Outre des pépins techniques que l’on peut encore imputer à une période de rodage, le REM a deux gros problèmes : son monopole et sa responsabilité.

Le monopole fait partie des privilèges exorbitants qui ont été consentis par le gouvernement de Philippe Couillard à CDPQ Infra, la filiale de la Caisse de dépôt et placement qui construit le REM.

À l’époque, on cherchait un opérateur pour les voies ferrées destinées aux transports en commun sur le nouveau pont Samuel-De Champlain. Mais CDPQ Infra a exigé un monopole. Il y avait une voie réservée aux autobus sur le vieux pont, mais il n’était pas question qu’il y en ait une sur le nouveau.

Pis encore, CDPQ Infra exigeait aussi que toutes les sociétés de transport de la Rive-Sud aient l’obligation de rabattre leurs autobus sur les stations du REM pour qu’il devienne l’unique façon de traverser le fleuve en transport collectif. Des ententes secrètes qui n’ont vu la lumière que grâce à une fuite dans les médias.

Pour les économistes, un monopole est une mauvaise chose pour tout le monde, sauf pour celui qui le détient, bien entendu. Pour les usagers des transports en commun, c’est tout aussi vrai.

Pour beaucoup de gens, l’obligation de rabattage signifie des délais supplémentaires qui font en sorte qu’ils préféreront continuer à utiliser leur voiture.

Même pour les usagers du REM, le monopole est une mauvaise chose. Parce qu’il n’y a plus d’autres options si le REM est en panne. Sauf d’attendre les autobus qui doivent se déployer en urgence, ce qui n’est pas toujours simple, comme on l’a vu récemment.

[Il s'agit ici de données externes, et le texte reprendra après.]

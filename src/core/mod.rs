mod assumptions;
mod engine;
mod format;
mod limits;
mod metrics;
mod types;

pub use assumptions::{
    AssumptionOverrides, Assumptions, DEFAULT_COMPOUNDING_PER_YEAR, DEFAULT_CURRENCY,
    DEFAULT_INFLATION_RATE,
};
pub use engine::{
    calculate_lumpsum, calculate_sip, calculate_step_up_sip, inflation_adjusted, project,
};
pub use format::{format_inr, format_inr_with_symbol};
pub use limits::{
    ANNUAL_INCREMENT, ANNUAL_RETURN_RATE, INFLATION_RATE, INITIAL_INVESTMENT, INPUT_LIMITS,
    INVESTMENT_YEARS, InputLimit, InputLimits, MONTHLY_INVESTMENT, clamp_number, clamp_text,
    is_valid_decimal_text, is_valid_integer_text, parse_and_clamp_decimal,
    parse_and_clamp_integer,
};
pub use metrics::{ProjectionSummary, cagr, final_monthly_contribution, summarize, wealth_gain};
pub use types::{
    Calculator, LumpsumInput, LumpsumResult, ProjectionRequest, ProjectionResult, SipInput,
    SipResult, StepUpSipInput, StepUpSipResult,
};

PHOTO HUGO-SÉBASTIEN AUBERT, ARCHIVES LA PRESSE

La chute de glace sur les voies qui traversent le pont Champlain a récemment forcé une énième interruption de service du REM.

Quand on voit tout cela, on ne s’étonne pas tellement de lire dans les journaux que des usagers des transports en commun ont décidé de s’acheter une auto, tant le service du REM n’est pas à la hauteur de leurs attentes.

L’autre problème est celui de la responsabilisation. Pratiquement depuis le début des travaux, CDPQ Infra a refusé d’assumer ses responsabilités et a jeté le blâme sur tout le monde sauf elle.

Dans deux entrevues surréalistes aux émissions du matin, lundi, le PDG de CDPQ Infra, Jean-Marc Arbaud, jetait les blâmes à tout vent. « Nous ne sommes pas satisfaits de la performance de nos sous-traitants », a-t-il soutenu au micro de Paul Arcand.

Mais qui a choisi, fait signer des contrats et payé les sous-traitants, sinon CDPQ Infra ? Alors, qui doit donc être responsable, sinon CDPQ Infra ?

Un exemple : le déneigement. Dans la plupart des municipalités du Québec, il est effectué par des sous-traitants. Mais s’il y a cafouillage, qui devra aller s’expliquer ? Le maire ou la mairesse, bien entendu. Le même standard devrait s’appliquer à CDPQ Infra.

Dans cette même entrevue, M. Arbaud blâmait l’Autorité régionale de transport métropolitain de n’avoir pas pu lui fournir les autobus au pied levé après une panne du REM et tenait le Groupe Signature sur le Saint-Laurent (SSL), qui gère le pont Champlain, responsable d’un autre arrêt de service, qui aurait été causé par une opération de déglaçage imprévue.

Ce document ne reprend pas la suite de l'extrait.